Work to complete - Show every line from the entries that follow which holds the word "commons".

Material for this task -

pub mod images;
pub mod rows;
pub mod status;
pub mod tables;

use std::sync::LazyLock;

use scraper::{Html, Selector};

use crate::record::FigurineRecord;
use crate::wiki;

static WIKITABLE_SEL: LazyLock<Selector> =
    LazyLock::new(|| Selector::parse("table.wikitable").unwrap());

/// Extraction knobs. The extended variant turns on both `classify_status`
/// and `canonical_images`; they are kept separate so neither implies the
/// other.
#[derive(Debug, Clone)]
pub struct Options {
    pub classify_status: bool,
    pub canonical_images: bool,
    /// Origin used to absolutize path-relative URLs.
    pub base_origin: String,
}

impl Default for Options {
    fn default() -> Self {
        Self {
            classify_status: false,
            canonical_images: false,
            base_origin: wiki::origin(wiki::DEFAULT_LANG),
        }
    }
}

/// Extract one record per data row of every wikitable whose header row
/// matches the catalog schema. Tables and rows that do not match are
/// skipped silently; this never fails on malformed markup.
pub fn extract_records(html: &str, opts: &Options) -> Vec<FigurineRecord> {
    let doc = Html::parse_document(html);
    let mut records = Vec::new();

    for table in doc.select(&WIKITABLE_SEL) {
        let Some(found) = tables::locate(table) else {
            continue;
        };
        for row in found.data_rows {
            if let Some(record) = rows::extract_record(row, &found.index, opts) {
                records.push(record);
            }
        }
    }

    records
}

// ── Tests ──

#[cfg(test)]
mod tests {
    use super::*;
    use crate::record::Status;

    fn fixture() -> String {
        std::fs::read_to_string("tests/fixtures/krasnale.html").unwrap()
    }

    fn extended() -> Options {
        Options {
            classify_status: true,
            canonical_images: true,
            ..Options::default()
        }
    }

    #[test]
    fn catalog_rows_extracted_in_order() {
        let records = extract_records(&fixture(), &Options::default());
        assert_eq!(records.len(), 6);
        assert_eq!(records[0].name, "Papa Krasnal");
        assert_eq!(records[0].coordinates, "51.1079, 17.0385");
        assert_eq!(records[0].address, "ul. Świdnicka 12");
        assert_eq!(records[0].author, "Tomasz Moczek");
        // Internal whitespace collapsed
        assert_eq!(records[0].location, "przy wejściu do przejścia");
    }

    #[test]
    fn legend_and_infobox_tables_contribute_nothing() {
        // Fixture has a legend wikitable (wrong headers) and an infobox
        // (no wikitable class); only the catalog table yields records.
        let records = extract_records(&fixture(), &Options::default());
        assert!(records.iter().all(|r| r.name != "czerwony"));
    }

    #[test]
    fn base_variant_keeps_thumbnails_and_omits_status() {
        let records = extract_records(&fixture(), &Options::default());
        assert!(records.iter().all(|r| r.status.is_none()));
        // img thumbnail and the anchor's original URL both survive
        assert_eq!(
            records[0].images,
            vec![
                "https://upload.wikimedia.org/wikipedia/commons/1/1b/Foo.jpg".to_string(),
                "https://upload.wikimedia.org/wikipedia/commons/thumb/1/1b/Foo.jpg/60px-Foo.jpg"
                    .to_string(),
            ]
        );
        let json = serde_json::to_string(&records).unwrap();
        assert!(!json.contains("\"status\""));
    }

    #[test]
    fn extended_variant_statuses() {
        let records = extract_records(&fixture(), &extended());
        let statuses: Vec<Status> = records.iter().map(|r| r.status.unwrap()).collect();
        assert_eq!(
            statuses,
            vec![
                Status::Normal,
                Status::Missing,
                Status::NotInWroclaw,
                Status::NoImage,
                Status::Normal,
                Status::NoImage,
            ]
        );
    }

    #[test]
    fn extended_variant_collapses_thumbnails() {
        let records = extract_records(&fixture(), &extended());
        // Thumbnail and original-file anchor dedupe to one canonical URL
        assert_eq!(
            records[0].images,
            vec!["https://upload.wikimedia.org/wikipedia/commons/1/1b/Foo.jpg".to_string()]
        );
    }

    #[test]
    fn short_row_degrades_to_empty_fields() {
        let records = extract_records(&fixture(), &extended());
        let short = &records[5];
        assert_eq!(short.name, "Krasnal Bez Adresu");
        assert_eq!(short.address, "");
        assert_eq!(short.author, "");
        assert_eq!(short.location, "");
        assert!(short.images.is_empty());
        assert_eq!(short.status, Some(Status::NoImage));
    }

    #[test]
    fn json_round_trip() {
        let records = extract_records(&fixture(), &extended());
        let json = serde_json::to_string_pretty(&records).unwrap();
        let parsed: Vec<FigurineRecord> = serde_json::from_str(&json).unwrap();
        assert_eq!(parsed, records);
    }
}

Answer box -
                "https://upload.wikimedia.org/wikipedia/commons/1/1b/Foo.jpg".to_string(),
                "https://upload.wikimedia.org/wikipedia/commons/thumb/1/1b/Foo.jpg/60px-Foo.jpg"
            vec!["https://upload.wikimedia.org/wikipedia/commons/1/1b/Foo.jpg".to_string()]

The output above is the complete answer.